Segment Start: EXTRACTED RECORDS

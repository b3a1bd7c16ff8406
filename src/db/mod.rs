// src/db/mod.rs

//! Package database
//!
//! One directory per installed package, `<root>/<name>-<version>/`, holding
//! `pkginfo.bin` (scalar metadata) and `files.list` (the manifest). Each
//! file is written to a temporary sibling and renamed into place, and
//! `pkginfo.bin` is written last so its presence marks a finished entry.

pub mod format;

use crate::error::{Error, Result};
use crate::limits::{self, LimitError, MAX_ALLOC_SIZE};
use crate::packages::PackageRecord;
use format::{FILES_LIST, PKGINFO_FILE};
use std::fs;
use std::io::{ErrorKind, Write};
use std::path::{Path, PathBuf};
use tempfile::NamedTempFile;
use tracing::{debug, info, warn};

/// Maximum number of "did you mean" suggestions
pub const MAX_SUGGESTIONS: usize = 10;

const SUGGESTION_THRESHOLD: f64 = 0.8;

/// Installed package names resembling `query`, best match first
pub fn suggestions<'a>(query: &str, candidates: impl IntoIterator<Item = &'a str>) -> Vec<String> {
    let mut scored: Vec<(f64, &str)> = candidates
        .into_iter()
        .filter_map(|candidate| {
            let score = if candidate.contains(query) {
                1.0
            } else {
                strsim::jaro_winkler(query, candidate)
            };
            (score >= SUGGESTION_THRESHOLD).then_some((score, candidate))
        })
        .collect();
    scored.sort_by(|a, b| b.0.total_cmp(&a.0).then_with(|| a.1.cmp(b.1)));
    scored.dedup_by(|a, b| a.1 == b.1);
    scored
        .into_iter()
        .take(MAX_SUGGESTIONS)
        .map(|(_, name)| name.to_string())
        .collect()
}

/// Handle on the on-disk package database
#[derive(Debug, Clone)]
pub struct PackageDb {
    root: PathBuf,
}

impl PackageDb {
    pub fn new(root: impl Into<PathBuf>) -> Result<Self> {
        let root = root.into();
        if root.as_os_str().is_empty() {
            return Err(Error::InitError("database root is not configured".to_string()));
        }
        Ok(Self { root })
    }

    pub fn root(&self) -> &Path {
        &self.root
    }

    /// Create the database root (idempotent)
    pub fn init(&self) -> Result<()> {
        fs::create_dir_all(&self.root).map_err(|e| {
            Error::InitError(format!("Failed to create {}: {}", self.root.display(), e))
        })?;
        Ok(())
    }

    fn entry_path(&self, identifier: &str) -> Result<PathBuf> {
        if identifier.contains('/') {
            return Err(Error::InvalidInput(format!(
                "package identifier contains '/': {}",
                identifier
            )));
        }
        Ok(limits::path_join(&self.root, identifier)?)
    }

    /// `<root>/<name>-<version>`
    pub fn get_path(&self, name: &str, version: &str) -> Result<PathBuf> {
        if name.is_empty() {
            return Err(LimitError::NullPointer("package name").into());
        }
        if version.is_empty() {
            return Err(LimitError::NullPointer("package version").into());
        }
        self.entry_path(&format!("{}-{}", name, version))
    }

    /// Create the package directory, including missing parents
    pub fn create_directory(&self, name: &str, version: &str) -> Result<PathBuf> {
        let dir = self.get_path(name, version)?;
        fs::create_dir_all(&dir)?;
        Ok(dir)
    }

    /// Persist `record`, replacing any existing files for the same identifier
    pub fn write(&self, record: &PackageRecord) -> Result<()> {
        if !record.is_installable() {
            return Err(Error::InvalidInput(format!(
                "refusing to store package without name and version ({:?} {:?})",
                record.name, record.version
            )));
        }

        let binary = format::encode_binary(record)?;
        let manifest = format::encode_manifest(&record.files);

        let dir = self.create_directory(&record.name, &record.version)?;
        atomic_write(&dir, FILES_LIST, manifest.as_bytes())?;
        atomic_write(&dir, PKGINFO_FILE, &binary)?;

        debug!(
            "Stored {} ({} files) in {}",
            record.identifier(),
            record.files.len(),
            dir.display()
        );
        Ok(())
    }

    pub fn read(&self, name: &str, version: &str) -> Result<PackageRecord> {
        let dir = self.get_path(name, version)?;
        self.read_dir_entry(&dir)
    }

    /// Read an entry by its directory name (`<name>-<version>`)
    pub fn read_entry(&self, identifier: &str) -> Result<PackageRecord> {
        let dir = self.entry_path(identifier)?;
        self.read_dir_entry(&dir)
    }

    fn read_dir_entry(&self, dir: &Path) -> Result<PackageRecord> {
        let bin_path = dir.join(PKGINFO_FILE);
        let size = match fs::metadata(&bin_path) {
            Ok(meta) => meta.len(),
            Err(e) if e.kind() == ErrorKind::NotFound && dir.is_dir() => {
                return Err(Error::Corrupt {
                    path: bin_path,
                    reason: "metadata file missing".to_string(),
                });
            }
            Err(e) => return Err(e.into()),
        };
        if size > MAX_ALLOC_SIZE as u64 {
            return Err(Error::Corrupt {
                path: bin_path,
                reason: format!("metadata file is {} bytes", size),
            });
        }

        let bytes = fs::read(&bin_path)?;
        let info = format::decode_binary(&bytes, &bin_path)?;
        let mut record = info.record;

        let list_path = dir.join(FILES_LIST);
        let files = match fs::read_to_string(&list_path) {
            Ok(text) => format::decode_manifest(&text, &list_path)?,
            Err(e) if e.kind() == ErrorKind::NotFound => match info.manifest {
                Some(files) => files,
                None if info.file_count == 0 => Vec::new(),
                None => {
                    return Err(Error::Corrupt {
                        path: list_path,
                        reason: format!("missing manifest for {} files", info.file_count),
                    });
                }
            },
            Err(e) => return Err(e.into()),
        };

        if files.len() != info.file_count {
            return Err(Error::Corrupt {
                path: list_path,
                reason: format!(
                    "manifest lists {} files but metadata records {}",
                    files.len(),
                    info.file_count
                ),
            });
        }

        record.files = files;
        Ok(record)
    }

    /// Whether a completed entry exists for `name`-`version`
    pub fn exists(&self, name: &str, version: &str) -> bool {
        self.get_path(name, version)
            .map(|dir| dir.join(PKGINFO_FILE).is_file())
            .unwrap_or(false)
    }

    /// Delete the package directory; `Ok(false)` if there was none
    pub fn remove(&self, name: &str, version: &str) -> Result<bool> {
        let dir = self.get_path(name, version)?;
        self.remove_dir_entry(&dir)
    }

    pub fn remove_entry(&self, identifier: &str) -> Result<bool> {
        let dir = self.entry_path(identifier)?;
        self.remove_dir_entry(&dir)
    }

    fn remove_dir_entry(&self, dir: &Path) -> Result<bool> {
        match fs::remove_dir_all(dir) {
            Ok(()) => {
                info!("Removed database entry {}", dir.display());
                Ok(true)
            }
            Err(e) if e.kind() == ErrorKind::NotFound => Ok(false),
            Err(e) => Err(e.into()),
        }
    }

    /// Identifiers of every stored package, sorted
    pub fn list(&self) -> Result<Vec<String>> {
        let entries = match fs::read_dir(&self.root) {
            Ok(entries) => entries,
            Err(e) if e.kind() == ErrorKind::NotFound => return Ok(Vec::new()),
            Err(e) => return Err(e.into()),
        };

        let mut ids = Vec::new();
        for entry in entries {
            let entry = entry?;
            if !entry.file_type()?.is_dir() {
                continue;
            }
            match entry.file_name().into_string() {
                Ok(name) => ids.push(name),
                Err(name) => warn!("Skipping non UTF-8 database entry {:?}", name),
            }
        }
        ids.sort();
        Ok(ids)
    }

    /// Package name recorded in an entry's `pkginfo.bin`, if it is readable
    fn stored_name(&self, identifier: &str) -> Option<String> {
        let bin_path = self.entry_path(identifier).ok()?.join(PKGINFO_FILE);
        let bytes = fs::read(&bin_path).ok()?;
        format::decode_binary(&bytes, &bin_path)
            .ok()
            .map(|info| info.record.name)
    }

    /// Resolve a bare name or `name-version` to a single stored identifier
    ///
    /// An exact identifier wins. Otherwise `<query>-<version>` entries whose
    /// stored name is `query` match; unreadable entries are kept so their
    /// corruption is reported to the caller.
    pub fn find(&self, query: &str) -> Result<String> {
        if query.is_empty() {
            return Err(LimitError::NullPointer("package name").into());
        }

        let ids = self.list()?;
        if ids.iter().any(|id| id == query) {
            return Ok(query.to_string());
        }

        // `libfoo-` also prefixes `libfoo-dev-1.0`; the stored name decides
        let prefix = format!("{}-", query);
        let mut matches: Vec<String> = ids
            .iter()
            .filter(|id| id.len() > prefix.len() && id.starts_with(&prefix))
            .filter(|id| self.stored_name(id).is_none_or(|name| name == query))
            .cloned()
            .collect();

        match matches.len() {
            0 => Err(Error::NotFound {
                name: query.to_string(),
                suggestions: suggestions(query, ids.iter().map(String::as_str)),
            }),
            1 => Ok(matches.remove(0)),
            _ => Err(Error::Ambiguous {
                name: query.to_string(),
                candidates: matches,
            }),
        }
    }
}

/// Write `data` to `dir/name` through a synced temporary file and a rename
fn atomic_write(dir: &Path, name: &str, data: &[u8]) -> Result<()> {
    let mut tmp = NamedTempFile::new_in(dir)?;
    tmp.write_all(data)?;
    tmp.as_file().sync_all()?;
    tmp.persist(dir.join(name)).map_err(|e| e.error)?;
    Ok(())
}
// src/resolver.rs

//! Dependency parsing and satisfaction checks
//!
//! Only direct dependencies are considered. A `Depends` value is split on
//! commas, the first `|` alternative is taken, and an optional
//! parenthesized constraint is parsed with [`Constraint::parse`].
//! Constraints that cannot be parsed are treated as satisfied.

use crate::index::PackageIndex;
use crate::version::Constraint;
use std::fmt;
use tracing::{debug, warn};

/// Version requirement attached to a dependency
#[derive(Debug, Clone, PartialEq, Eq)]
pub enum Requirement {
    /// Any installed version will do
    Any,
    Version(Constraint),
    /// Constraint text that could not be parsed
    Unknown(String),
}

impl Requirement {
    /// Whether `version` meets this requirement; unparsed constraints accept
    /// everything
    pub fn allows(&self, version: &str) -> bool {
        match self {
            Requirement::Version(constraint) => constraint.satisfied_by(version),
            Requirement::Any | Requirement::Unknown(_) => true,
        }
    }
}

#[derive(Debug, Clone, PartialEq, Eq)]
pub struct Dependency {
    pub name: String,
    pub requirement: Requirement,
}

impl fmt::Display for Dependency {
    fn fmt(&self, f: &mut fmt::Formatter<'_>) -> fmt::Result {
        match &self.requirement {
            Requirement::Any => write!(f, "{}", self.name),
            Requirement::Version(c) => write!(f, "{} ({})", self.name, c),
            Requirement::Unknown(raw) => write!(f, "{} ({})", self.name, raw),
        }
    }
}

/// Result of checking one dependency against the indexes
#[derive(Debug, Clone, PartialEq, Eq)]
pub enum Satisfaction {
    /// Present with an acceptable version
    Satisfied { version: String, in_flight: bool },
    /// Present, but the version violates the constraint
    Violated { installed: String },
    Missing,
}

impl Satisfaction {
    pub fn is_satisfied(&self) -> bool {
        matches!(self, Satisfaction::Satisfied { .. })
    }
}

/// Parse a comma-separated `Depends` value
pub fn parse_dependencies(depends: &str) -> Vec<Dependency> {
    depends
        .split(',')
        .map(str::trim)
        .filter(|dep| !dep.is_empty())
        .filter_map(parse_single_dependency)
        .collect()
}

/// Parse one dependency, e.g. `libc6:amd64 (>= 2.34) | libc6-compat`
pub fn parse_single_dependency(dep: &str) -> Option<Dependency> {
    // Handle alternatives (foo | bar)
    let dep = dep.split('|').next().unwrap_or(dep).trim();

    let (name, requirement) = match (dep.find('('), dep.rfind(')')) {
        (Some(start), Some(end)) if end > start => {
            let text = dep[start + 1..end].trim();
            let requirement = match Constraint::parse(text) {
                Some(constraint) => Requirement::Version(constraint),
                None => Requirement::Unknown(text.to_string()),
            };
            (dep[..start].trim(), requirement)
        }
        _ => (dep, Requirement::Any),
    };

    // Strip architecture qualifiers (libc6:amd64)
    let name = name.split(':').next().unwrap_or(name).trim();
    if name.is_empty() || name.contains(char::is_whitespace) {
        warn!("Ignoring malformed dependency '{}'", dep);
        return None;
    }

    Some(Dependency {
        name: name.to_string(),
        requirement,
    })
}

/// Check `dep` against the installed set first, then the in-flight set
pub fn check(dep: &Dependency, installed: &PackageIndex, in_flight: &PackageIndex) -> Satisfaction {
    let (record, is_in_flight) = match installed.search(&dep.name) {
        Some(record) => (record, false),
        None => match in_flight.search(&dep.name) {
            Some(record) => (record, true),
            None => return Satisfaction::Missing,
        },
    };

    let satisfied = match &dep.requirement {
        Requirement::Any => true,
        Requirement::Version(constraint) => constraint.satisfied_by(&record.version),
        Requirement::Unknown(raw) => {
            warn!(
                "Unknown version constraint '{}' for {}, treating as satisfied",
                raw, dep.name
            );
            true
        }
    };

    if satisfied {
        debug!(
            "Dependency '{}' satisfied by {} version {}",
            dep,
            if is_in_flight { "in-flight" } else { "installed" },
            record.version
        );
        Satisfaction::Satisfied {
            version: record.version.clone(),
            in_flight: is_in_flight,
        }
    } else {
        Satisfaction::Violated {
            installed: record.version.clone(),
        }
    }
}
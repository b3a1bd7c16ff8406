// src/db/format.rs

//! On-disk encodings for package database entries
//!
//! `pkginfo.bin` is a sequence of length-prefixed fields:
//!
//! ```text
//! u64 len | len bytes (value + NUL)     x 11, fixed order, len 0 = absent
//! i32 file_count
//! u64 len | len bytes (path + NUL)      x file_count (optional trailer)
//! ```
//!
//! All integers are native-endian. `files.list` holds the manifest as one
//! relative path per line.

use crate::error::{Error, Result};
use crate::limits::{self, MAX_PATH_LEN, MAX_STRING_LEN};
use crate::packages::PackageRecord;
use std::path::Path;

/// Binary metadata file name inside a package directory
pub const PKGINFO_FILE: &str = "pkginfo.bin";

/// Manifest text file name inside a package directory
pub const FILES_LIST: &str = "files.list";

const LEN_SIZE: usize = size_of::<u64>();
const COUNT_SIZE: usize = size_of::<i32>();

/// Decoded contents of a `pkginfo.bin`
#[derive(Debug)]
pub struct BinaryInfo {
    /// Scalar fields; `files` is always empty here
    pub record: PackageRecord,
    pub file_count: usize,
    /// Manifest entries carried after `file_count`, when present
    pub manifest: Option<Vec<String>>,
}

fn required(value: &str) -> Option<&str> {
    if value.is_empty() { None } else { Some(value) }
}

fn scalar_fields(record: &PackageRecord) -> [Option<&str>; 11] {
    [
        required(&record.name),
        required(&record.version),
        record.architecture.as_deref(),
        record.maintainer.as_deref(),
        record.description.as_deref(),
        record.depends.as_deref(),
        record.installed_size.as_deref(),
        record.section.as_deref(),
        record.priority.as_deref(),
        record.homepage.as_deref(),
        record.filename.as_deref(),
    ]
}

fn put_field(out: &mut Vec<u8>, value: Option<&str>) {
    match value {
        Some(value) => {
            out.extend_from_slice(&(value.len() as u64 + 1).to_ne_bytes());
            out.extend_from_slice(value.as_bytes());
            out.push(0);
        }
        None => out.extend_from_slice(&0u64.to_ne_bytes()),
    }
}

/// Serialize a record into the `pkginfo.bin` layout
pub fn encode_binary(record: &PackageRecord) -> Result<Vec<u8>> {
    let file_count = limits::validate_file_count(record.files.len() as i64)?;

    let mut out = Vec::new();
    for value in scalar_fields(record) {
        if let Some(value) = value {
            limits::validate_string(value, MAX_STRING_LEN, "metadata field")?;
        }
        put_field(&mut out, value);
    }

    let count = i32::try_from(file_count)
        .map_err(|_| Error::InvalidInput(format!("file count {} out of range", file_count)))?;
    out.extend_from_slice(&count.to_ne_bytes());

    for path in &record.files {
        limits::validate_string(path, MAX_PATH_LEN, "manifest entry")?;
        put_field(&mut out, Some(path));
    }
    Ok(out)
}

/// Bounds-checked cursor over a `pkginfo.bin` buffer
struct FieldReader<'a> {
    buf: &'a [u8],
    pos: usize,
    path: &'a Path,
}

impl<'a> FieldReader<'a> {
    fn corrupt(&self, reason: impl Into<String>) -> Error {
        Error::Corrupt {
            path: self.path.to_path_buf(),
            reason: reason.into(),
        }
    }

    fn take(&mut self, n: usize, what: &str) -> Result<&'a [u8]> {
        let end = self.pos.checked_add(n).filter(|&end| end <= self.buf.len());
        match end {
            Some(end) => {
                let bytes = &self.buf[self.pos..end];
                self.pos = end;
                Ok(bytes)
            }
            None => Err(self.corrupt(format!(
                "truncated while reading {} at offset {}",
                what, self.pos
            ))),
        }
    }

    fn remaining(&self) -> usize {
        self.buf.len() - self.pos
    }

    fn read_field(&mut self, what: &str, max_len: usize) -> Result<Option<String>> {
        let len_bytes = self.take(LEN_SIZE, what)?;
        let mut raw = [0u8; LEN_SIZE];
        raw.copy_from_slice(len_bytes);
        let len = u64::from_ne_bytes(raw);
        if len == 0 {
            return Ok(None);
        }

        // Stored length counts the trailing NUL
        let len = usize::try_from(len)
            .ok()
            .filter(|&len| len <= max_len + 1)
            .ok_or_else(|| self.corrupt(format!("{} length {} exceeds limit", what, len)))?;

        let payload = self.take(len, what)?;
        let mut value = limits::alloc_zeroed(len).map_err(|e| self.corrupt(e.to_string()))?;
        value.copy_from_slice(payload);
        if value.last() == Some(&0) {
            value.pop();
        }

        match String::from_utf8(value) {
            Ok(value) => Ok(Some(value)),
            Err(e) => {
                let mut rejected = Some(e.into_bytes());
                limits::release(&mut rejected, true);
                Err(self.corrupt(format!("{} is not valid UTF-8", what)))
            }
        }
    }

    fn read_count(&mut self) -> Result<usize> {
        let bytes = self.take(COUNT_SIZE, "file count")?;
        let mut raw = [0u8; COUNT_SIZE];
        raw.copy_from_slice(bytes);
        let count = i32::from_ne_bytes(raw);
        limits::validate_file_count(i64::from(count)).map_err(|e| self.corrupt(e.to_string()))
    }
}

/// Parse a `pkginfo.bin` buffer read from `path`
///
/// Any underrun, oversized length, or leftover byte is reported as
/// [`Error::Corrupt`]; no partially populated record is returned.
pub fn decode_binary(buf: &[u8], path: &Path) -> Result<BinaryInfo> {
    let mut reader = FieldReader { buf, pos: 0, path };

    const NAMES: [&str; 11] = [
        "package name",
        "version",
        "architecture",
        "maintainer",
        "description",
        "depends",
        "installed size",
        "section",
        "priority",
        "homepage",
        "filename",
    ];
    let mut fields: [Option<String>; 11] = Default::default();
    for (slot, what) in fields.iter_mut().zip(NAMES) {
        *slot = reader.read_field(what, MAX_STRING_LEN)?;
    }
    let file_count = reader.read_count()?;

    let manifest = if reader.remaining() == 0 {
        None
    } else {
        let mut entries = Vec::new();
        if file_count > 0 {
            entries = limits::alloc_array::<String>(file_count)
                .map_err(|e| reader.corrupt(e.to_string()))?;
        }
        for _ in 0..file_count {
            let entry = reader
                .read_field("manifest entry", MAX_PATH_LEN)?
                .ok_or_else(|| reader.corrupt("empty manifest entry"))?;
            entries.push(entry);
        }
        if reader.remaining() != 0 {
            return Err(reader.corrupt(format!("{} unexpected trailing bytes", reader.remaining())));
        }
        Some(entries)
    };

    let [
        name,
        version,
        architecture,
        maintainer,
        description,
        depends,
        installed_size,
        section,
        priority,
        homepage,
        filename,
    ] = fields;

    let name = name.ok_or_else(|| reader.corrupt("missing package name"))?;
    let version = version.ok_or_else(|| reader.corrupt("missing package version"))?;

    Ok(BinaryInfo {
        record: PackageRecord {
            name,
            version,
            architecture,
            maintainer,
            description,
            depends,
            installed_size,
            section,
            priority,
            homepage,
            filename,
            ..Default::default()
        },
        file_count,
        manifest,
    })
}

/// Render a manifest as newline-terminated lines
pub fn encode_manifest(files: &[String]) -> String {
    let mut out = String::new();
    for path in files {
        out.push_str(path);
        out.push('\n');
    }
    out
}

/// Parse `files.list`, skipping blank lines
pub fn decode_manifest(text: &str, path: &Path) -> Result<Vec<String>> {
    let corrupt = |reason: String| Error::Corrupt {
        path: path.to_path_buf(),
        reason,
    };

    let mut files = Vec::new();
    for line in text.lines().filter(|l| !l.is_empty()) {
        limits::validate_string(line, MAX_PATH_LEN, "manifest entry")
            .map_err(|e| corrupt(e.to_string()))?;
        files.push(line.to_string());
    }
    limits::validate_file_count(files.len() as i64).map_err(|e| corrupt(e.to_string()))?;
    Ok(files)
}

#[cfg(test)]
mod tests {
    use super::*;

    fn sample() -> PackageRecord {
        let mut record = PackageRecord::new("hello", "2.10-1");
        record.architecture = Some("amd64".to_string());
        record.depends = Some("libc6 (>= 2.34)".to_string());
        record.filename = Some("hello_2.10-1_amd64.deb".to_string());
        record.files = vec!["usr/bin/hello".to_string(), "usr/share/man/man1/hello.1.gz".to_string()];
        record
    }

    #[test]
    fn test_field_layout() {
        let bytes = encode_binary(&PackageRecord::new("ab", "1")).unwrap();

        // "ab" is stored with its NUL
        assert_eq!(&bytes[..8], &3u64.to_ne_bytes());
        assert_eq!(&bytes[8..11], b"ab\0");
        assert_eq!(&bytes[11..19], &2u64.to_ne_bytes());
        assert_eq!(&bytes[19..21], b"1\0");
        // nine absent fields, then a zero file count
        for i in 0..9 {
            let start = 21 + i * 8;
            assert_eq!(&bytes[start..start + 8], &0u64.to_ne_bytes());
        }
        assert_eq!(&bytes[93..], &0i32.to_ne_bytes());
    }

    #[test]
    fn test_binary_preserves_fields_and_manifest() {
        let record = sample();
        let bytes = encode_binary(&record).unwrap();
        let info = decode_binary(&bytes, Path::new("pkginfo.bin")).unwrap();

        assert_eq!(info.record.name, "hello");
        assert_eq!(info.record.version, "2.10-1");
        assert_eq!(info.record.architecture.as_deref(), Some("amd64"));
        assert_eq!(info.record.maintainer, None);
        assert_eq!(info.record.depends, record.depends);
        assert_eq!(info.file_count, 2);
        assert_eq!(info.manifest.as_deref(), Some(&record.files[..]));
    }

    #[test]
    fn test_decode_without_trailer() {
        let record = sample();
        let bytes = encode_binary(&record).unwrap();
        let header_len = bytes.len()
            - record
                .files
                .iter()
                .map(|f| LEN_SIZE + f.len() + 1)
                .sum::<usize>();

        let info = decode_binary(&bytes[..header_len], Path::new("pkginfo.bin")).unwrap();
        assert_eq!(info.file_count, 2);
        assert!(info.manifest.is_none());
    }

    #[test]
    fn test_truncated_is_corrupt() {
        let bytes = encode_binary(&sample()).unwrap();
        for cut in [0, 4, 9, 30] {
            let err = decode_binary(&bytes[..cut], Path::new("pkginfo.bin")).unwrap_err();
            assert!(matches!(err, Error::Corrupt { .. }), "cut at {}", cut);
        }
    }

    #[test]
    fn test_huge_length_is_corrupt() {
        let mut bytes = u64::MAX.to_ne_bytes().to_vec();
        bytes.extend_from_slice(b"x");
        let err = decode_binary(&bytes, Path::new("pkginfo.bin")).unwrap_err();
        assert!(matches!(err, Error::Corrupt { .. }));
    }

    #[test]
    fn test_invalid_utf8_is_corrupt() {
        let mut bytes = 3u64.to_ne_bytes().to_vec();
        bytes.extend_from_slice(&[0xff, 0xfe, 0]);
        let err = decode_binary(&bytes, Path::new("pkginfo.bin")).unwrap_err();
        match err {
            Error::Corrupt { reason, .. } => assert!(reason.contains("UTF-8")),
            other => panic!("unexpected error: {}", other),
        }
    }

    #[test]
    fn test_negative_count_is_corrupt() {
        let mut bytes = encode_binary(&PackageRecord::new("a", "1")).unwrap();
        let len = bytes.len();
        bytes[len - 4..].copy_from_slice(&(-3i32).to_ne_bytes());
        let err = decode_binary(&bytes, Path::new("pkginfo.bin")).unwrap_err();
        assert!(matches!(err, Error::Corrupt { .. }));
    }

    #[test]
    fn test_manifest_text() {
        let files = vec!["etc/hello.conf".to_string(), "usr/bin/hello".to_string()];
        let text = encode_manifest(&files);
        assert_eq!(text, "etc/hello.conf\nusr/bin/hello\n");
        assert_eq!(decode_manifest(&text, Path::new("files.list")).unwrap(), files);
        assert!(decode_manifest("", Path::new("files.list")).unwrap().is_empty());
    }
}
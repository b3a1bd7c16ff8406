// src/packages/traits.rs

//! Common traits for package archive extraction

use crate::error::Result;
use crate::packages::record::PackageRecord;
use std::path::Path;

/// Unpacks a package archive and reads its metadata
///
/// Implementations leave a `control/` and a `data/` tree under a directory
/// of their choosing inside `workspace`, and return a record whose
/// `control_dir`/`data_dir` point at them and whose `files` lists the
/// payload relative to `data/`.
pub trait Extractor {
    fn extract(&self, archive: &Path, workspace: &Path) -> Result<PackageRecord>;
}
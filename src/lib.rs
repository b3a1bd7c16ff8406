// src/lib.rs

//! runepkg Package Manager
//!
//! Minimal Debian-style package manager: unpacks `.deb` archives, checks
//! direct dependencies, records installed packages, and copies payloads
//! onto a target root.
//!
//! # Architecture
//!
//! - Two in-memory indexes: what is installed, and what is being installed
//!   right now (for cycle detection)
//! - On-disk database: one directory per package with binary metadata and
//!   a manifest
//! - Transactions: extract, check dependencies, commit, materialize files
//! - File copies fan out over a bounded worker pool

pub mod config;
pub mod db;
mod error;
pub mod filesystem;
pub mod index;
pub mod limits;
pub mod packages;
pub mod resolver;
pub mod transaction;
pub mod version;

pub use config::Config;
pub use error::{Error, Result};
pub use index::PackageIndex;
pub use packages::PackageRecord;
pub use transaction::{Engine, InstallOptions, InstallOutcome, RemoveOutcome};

Segment End: EXTRACTED RECORDS

→ BRIEF: What is the number of lines in the data that include "NamedTempFile"? Answer with that number alone.

→ SOLUTION FOR THIS PROBLEM: 2